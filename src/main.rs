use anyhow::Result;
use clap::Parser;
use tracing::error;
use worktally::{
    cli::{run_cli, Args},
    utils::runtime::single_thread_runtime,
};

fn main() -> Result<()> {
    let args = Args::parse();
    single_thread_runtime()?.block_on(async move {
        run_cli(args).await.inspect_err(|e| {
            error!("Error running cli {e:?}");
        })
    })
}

********

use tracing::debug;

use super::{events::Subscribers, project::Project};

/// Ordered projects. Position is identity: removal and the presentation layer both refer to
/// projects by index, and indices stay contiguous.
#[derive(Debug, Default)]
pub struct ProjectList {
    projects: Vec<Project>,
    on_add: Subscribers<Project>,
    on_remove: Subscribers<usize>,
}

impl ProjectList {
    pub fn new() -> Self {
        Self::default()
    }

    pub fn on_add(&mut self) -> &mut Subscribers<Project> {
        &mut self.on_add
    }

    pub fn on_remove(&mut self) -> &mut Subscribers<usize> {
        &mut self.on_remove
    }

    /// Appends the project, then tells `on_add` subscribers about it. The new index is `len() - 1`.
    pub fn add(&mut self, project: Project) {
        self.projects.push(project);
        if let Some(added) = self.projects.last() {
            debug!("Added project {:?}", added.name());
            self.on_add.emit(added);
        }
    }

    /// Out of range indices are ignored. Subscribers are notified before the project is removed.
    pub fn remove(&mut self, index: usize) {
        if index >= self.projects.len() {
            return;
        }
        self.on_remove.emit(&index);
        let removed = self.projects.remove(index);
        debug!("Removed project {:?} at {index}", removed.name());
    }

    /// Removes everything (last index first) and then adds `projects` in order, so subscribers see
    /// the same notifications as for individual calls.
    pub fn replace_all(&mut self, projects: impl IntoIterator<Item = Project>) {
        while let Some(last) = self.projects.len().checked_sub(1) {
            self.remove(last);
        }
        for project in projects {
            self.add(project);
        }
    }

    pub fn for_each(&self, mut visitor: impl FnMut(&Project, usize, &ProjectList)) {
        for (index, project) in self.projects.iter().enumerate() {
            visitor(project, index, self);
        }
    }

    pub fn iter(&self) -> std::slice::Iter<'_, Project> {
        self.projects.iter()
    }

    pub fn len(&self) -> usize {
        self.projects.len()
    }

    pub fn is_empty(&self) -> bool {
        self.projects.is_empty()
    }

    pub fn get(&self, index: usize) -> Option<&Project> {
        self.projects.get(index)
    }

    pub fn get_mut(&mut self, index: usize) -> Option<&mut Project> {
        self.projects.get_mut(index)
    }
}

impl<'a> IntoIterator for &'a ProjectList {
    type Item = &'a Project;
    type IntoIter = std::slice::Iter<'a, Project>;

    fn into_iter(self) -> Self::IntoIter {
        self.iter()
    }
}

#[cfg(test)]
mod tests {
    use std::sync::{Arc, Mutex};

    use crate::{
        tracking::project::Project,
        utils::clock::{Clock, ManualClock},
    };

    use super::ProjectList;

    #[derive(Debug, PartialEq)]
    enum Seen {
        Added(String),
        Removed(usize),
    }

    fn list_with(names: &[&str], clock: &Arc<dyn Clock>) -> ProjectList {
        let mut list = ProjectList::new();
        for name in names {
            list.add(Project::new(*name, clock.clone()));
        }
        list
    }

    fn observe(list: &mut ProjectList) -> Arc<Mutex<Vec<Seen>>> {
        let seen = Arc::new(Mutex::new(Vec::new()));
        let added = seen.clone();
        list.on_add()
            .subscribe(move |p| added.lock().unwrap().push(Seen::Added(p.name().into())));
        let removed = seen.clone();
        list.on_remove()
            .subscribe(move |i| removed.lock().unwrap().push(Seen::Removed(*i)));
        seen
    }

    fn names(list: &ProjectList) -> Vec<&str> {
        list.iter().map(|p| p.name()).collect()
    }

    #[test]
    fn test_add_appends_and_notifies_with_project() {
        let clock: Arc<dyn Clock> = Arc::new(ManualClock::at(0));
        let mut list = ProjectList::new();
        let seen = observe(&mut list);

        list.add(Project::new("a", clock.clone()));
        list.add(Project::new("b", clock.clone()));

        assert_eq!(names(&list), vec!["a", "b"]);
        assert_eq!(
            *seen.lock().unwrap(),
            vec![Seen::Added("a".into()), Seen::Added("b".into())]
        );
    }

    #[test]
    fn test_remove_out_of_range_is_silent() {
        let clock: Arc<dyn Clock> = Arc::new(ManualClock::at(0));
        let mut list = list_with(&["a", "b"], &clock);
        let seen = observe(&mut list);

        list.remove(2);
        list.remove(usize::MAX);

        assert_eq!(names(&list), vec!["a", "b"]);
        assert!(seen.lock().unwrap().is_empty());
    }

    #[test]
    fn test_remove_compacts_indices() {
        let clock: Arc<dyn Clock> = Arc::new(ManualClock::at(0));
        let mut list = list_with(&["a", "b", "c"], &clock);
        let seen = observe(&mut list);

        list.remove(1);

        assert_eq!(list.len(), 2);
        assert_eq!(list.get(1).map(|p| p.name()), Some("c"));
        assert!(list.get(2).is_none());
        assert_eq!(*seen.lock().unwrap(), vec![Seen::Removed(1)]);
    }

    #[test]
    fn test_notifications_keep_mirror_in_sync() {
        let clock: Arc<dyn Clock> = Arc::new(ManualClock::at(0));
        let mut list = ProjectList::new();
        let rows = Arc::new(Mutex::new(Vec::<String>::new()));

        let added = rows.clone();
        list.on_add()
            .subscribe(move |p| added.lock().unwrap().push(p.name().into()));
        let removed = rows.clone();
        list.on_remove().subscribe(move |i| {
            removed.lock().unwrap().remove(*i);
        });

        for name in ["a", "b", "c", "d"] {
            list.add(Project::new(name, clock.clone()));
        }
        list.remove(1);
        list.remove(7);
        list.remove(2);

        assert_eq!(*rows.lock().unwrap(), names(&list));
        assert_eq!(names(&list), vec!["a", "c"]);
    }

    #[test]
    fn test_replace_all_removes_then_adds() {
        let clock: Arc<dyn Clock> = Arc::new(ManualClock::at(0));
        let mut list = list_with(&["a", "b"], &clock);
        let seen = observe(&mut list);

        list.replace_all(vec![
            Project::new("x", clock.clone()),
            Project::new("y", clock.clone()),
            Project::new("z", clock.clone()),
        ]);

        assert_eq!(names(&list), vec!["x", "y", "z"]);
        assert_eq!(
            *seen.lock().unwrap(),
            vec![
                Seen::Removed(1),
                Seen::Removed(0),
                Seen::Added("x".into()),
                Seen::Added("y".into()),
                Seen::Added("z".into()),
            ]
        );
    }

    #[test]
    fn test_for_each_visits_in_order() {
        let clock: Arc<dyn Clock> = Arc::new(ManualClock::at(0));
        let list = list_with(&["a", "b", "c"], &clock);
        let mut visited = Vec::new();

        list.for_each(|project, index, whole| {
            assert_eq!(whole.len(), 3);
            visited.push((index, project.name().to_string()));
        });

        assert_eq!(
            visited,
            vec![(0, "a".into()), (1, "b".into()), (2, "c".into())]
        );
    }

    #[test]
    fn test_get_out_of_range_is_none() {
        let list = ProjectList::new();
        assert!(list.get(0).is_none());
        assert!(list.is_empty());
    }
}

********

- **Aim of the task**
Report back each line of the entries that holds the string "emit".

- **Problem solution**
            self.on_add.emit(added);
        self.on_remove.emit(&index);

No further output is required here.